Note that in the description to follow the various tests,
measurements and observations performed in steps 206, 208, 213, 215
and 217 that are inputs for the processes 202, 204 can be performed
manually or preferably automatically when feasible to do so.
Furthermore, the various processes and plans 202, 204, 212, 214,
216, 218, 220, 222, 224, 226, 227, 228, 234, 236, 238 are performed
in an automatic manner upon receipt of the various inputs 206, 208,
213, 215 and 217 as mentioned above and described below.
[0033] During the diagnosis process, decisions are made concerning
the type and extent of disease and thus `value` is added, via
clinical judgment, to the diagnostic image set(s) 206 which may be
transfered to the therapy prescription activity in order to
influence the definition of disease state, stage of the disease and
extent of the disease prior to, and potentially during, therapy.

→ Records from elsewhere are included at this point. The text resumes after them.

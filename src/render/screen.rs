//! Painting document lines with search highlights.

use crate::file_handler::Document;
use crate::render::sanitize::write_sanitized;
use crate::render::status::{render_status, StatusLine};
use crate::render::theme::{begin_style, end_style, ColorTheme};
use crate::search::{find_from, SearchState};
use crate::terminal::{clear_screen, hide_cursor};
use crate::viewport::ViewportState;
use std::io::{self, Write};

/// Write the lines `[from_line, to_line)` of `document`.
///
/// Case-insensitive occurrences of the active search pattern are wrapped in the
/// theme's match style. All bytes, highlighted or not, pass through the
/// sanitizer.
pub fn render_range<W: Write>(
    out: &mut W,
    document: &Document,
    from_line: usize,
    to_line: usize,
    search: &SearchState,
    theme: &ColorTheme,
) -> io::Result<()> {
    if to_line <= from_line {
        return Ok(());
    }

    let bytes = document.as_bytes();
    let start = document.line_start(from_line);
    let end = document.line_start(to_line);
    let visible = &bytes[..end];

    let mut pos = start;
    if let Some(pattern) = search.pattern().filter(|p| !p.is_empty()) {
        while let Some(at) = find_from(visible, pattern, pos) {
            write_sanitized(out, &visible[pos..at])?;

            let span_end = at + pattern.len();
            begin_style(out, &theme.search_match)?;
            write_sanitized(out, &visible[at..span_end])?;
            end_style(out)?;

            pos = span_end;
        }
    }
    write_sanitized(out, &visible[pos..])
}

/// Clear the screen and draw one full frame: document lines above, status below.
///
/// The last row belongs to the status line, so `rows - 1` document lines are shown.
pub fn paint_frame<W: Write>(
    out: &mut W,
    document: &Document,
    viewport: &ViewportState,
    search: &SearchState,
    status: &StatusLine,
    theme: &ColorTheme,
) -> io::Result<()> {
    clear_screen(out)?;
    hide_cursor(out)?;

    let top = viewport.top_line();
    let text_rows = viewport.rows().saturating_sub(1);
    render_range(out, document, top, top + text_rows, search, theme)?;

    render_status(
        out,
        clamp_u16(viewport.rows()),
        clamp_u16(viewport.cols()),
        status,
        theme,
    )
}

fn clamp_u16(value: usize) -> u16 {
    u16::try_from(value).unwrap_or(u16::MAX)
}
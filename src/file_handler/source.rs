//! Document sources: where the viewed bytes come from.
//!
//! Both sources read their input fully into memory and decompress it when a known
//! compression format is detected.

use crate::error::{Result, VmError};
use crate::file_handler::compression::{decode_content, detect_compression};
use crate::file_handler::validation::validate_file_path;
use crate::file_handler::Document;
use async_trait::async_trait;
use std::path::{Path, PathBuf};
use tokio::io::{AsyncRead, AsyncReadExt};

/// Display name used for documents read from standard input
pub const STDIN_NAME: &str = "STDIN";

/// Core trait for loading a document.
#[async_trait]
pub trait DocumentSource: Send + Sync {
    /// Read the whole input into an immutable [`Document`]
    async fn load(&self) -> Result<Document>;

    /// Name shown on the status line
    fn display_name(&self) -> String;
}

/// A document read from a path on disk
#[derive(Debug, Clone)]
pub struct FileSource {
    path: PathBuf,
}

impl FileSource {
    pub fn new(path: impl AsRef<Path>) -> Self {
        Self {
            path: path.as_ref().to_path_buf(),
        }
    }

    pub fn path(&self) -> &Path {
        &self.path
    }
}

#[async_trait]
impl DocumentSource for FileSource {
    async fn load(&self) -> Result<Document> {
        validate_file_path(&self.path).await?;

        let raw = tokio::fs::read(&self.path).await.map_err(|e| {
            VmError::file_error(format!("Failed to read file: {}", self.path.display()), e)
        })?;

        let compression = detect_compression(&raw, Some(&self.path));
        log::debug!(
            "loaded {} ({} bytes, compression: {})",
            self.path.display(),
            raw.len(),
            compression.name()
        );

        Ok(Document::new(decode_content(raw, Some(&self.path)).await?))
    }

    fn display_name(&self) -> String {
        self.path.display().to_string()
    }
}

/// A document read from the process's standard input
#[derive(Debug, Clone, Default)]
pub struct StdinSource;

impl StdinSource {
    pub fn new() -> Self {
        Self
    }
}

#[async_trait]
impl DocumentSource for StdinSource {
    async fn load(&self) -> Result<Document> {
        let raw = read_all(tokio::io::stdin())
            .await
            .map_err(|e| VmError::file_error("Failed to read standard input", e))?;

        let compression = detect_compression(&raw, None);
        log::debug!(
            "loaded stdin ({} bytes, compression: {})",
            raw.len(),
            compression.name()
        );

        Ok(Document::new(decode_content(raw, None).await?))
    }

    fn display_name(&self) -> String {
        STDIN_NAME.to_string()
    }
}

/// Drain a reader into a buffer; `Vec` growth keeps the copying amortized linear.
async fn read_all<R: AsyncRead + Unpin>(mut reader: R) -> std::io::Result<Vec<u8>> {
    let mut buffer = Vec::new();
    reader.read_to_end(&mut buffer).await?;
    Ok(buffer)
}

#[cfg(test)]
mod tests {
    use super::*;
    use flate2::write::GzEncoder;
    use flate2::Compression;
    use std::io::Write;
    use tempfile::NamedTempFile;

    #[tokio::test]
    async fn test_file_source_loads_plain_text() {
        let mut file = NamedTempFile::new().unwrap();
        file.write_all(b"one\ntwo\nthree\n").unwrap();

        let source = FileSource::new(file.path());
        let doc = source.load().await.unwrap();

        assert_eq!(doc.as_bytes(), b"one\ntwo\nthree\n");
        assert_eq!(doc.line_count(), 3);
        assert_eq!(source.display_name(), file.path().display().to_string());
    }

    #[tokio::test]
    async fn test_file_source_decompresses_gzip() {
        let dir = tempfile::tempdir().unwrap();
        let path = dir.path().join("notes.txt.gz");

        let mut encoder = GzEncoder::new(Vec::new(), Compression::fast());
        encoder.write_all(b"compressed\ncontent\n").unwrap();
        std::fs::write(&path, encoder.finish().unwrap()).unwrap();

        let doc = FileSource::new(&path).load().await.unwrap();
        assert_eq!(doc.as_bytes(), b"compressed\ncontent\n");
    }

    #[tokio::test]
    async fn test_file_source_text_starting_with_bzip2_magic() {
        let mut file = NamedTempFile::new().unwrap();
        file.write_all(b"BZh is how the meeting notes start\nagenda\n")
            .unwrap();

        let doc = FileSource::new(file.path()).load().await.unwrap();
        assert_eq!(doc.as_bytes(), b"BZh is how the meeting notes start\nagenda\n");
        assert_eq!(doc.line_count(), 2);
    }

    #[tokio::test]
    async fn test_file_source_plain_text_with_gz_extension() {
        let dir = tempfile::tempdir().unwrap();
        let path = dir.path().join("notes.gz");
        std::fs::write(&path, b"just text\n").unwrap();

        let doc = FileSource::new(&path).load().await.unwrap();
        assert_eq!(doc.as_bytes(), b"just text\n");
    }

    #[tokio::test]
    async fn test_file_source_missing_file() {
        let result = FileSource::new("/no/such/file").load().await;
        assert!(matches!(result, Err(VmError::FileNotFound { .. })));
    }

    #[tokio::test]
    async fn test_read_all_from_reader() {
        let data = read_all(&b"piped\ninput"[..]).await.unwrap();
        assert_eq!(data, b"piped\ninput");
    }

    #[test]
    fn test_stdin_display_name() {
        assert_eq!(StdinSource::new().display_name(), "STDIN");
    }
}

The use of such diagnostic data in prescribing a treatment therapy
is represented by arrow 210.
[0034] As shown in FIG. 3, the therapy prescription process 204
performs three major functions: 1) sets goals and constraints for
the therapy prescription; 2) assign goals and constraints for the
therapy prescription; and 3) assess goals and constraints for the
therapy prescription. The therapy process begins by taking from the
diagnostic value added image set(s) 206 a reference image set 212
that includes images of the target volume and associated sensitive
structures of the patient anatomy in the treatment position. The
image set 212 represents a static image of the anatomy as it
presented on one occassion prior to any treatment. This image set
212 will become the `gold standard` patient information upon which
the first round of treatment planning will be based. Note that
examples of goals and constraints for the therapy prescription are:
total dose, dose per fraction, a fractionation schedule,
identification of whether treatment is complete, definition of
anatomical stuctures associated with a disease as well as organs
that are not to be unduly irradiated and definition of an
anatomical point to be irradiated to a required minimum dose.
[0035] The image set 212 generally will be a set of axial computed
tomography slices, which is then reconstructed into a 3D volume.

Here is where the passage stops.